Decades ago, when smartphones magically transformed into video game devices, I was very much a mobile gaming guy. I’d spend hours of my commute time on games like Doodle Jump, Angry Birds and Tiny Wings.
Then at some point, I just… stopped playing video games on my phone. I never got hooked on any of the Clash of Clans-style games or any exploitive pay to win online experiences. Slowly but surely, my phone became like a washing machine or a fridge – a piece of technology that solves a handful of extremely rote problems and nothing more. No fun allowed.
But then I started playing Poinpy.
Poinby is the latest game by Ojiro Fumoto, better known as the guy who made Downwell, a gorgeously tactile retro shooter about a man who jumps down a well, blasting a lot of things in the process.
But in Poinpy you don’t go down. Poinpy is very much a video game about going up.
At base level Poinpy is a video game about gathering fruit to feed a menacing-looking monster intent on murdering you. But, mechanically, it’s something of a greatest hits, borrowing liberally from viral mobile games of yesteryear. Much like Doodle Jump, Poinpy has you moving upward, only using slingshot arcs precisely like the ones in Angry Birds. Players slowly earn upgrades, making you more powerful — like in, say, Jetpack Joyride. And you find yourself using those upgrades to reach new levels like you might in… every video game ever made.
For someone like me, who bounced off mobile games after its first Golden Age, Poinpy is the perfect entry point. Familiar yet new, it’s a pastiche of something comfortable but does just enough to keep you on your toes.
Because Poinpy isn’t just about going up, it’s about collecting the right type of fruit, to feed a rampaging monster as a timer ticks ominously in the background. If you don’t collect the right type of fruit quickly enough, you lose and have to start over. The time limit creates a panicked claustrophobia in the player and I can’t get enough of it.
Better still, Poinpy is dense with flourishes that allow the best players to perform spectacular moments of skill. You’re given a limited number of jumps to collect the right kind of fruit to feed the rampaging monster, but it’s possible to break that limit via attacks on smaller monsters patrolling the levels. This provides the opportunity to create all kinds of inventive combos, forcing you to invent creative solutions on the fly in high pressure situations. The more you play, the better you become at manipulating the game’s limited toolset, creating a sensation of mastery exclusive to the most effectively designed video games.
In short: Poinpy rules.
Perhaps the most bizarre part of Poinpy: It’s a Netflix video game. It’s not just a game funded by Netflix, it’s a game exclusive to Netflix subscribers. After downloading and opening the app on the App Store, players need to sign into Netflix to play, which is just… incredibly interesting. Not entirely sure of the strategy there.

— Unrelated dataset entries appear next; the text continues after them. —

#[cfg(test)]
mod tests {
    use super::*;
    use crate::editor::MockSchemaEditor;
    use crate::registry::{AppDef, FieldDef, ModelDef};
    use crate::table::FieldKind;

    fn registry() -> Registry {
        let mut field = FieldDef::new("ID", FieldKind::Int64);
        field.primary = true;
        field.auto = true;
        let model = ModelDef {
            name: "User".to_string(),
            table_name: None,
            keyless: false,
            fields: vec![field],
            indexes: vec![],
        };
        let mut registry = Registry::new();
        registry.register_app(AppDef::new("test_sql", vec![model]));
        registry
    }

    #[tokio::test]
    async fn setup_failures_are_reported_as_setup_errors() {
        let mut editor = MockSchemaEditor::new();
        editor.expect_setup().returning(|| {
            Err(EditorError::Unsupported("no database".to_string()))
        });

        let dir = tempfile::tempdir().unwrap();
        let engine = MigrationEngine::new(
            registry(),
            MigrationStore::new(dir.path()),
            Box::new(editor),
        );
        let err = engine.needs_to_migrate().await.unwrap_err();
        assert!(matches!(err, Error::Setup(_)));
    }

    #[tokio::test]
    async fn needs_to_migrate_reports_identities_without_writing() {
        let mut editor = MockSchemaEditor::new();
        editor.expect_setup().returning(|| Ok(()));

        let dir = tempfile::tempdir().unwrap();
        let engine = MigrationEngine::new(
            registry(),
            MigrationStore::new(dir.path()),
            Box::new(editor),
        );
        let pending = engine.needs_to_migrate().await.unwrap();
        assert_eq!(pending, vec!["test_sql.User".to_string()]);
        assert!(!dir.path().join("test_sql").exists());
    }

    #[tokio::test]
    async fn editor_failures_carry_the_migration_context() {
        let mut editor = MockSchemaEditor::new();
        editor.expect_setup().returning(|| Ok(()));
        editor.expect_has_migration().returning(|_, _, _| Ok(false));
        editor.expect_create_table().returning(|_| {
            Err(EditorError::Unsupported("nope".to_string()))
        });

        let dir = tempfile::tempdir().unwrap();
        let store = MigrationStore::new(dir.path());
        let engine = MigrationEngine::new(registry(), store, Box::new(editor));
        engine.make_migrations().await.unwrap();

        let err = engine.migrate().await.unwrap_err();
        match err {
            Error::Editor {
                app,
                model,
                file,
                operation,
                ..
            } => {
                assert_eq!(app, "test_sql");
                assert_eq!(model, "User");
                assert_eq!(file, "0001_create_table.mig");
                assert_eq!(operation, "CreateTable");
            }
            other => panic!("expected an editor error, got {other:?}"),
        }
    }
}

Would a game like Poinpy inspire people to sign up for Netflix? I can’t imagine it, unless it was the first in an expansive library of -esque video games. It doesn’t come close to justifying Netflix’s monthly fee, but it is a nice bonus for existing Netflix subscribers. I’d also love to like this in the future and help unique creators like Ojiro Fumoto bring their games to broader audiences.
Either way, if you have a Netflix subscription, and you’re looking for a game that takes you back to the halcyon days on endless mobile gaming, you could do a lot worse than Poinpy.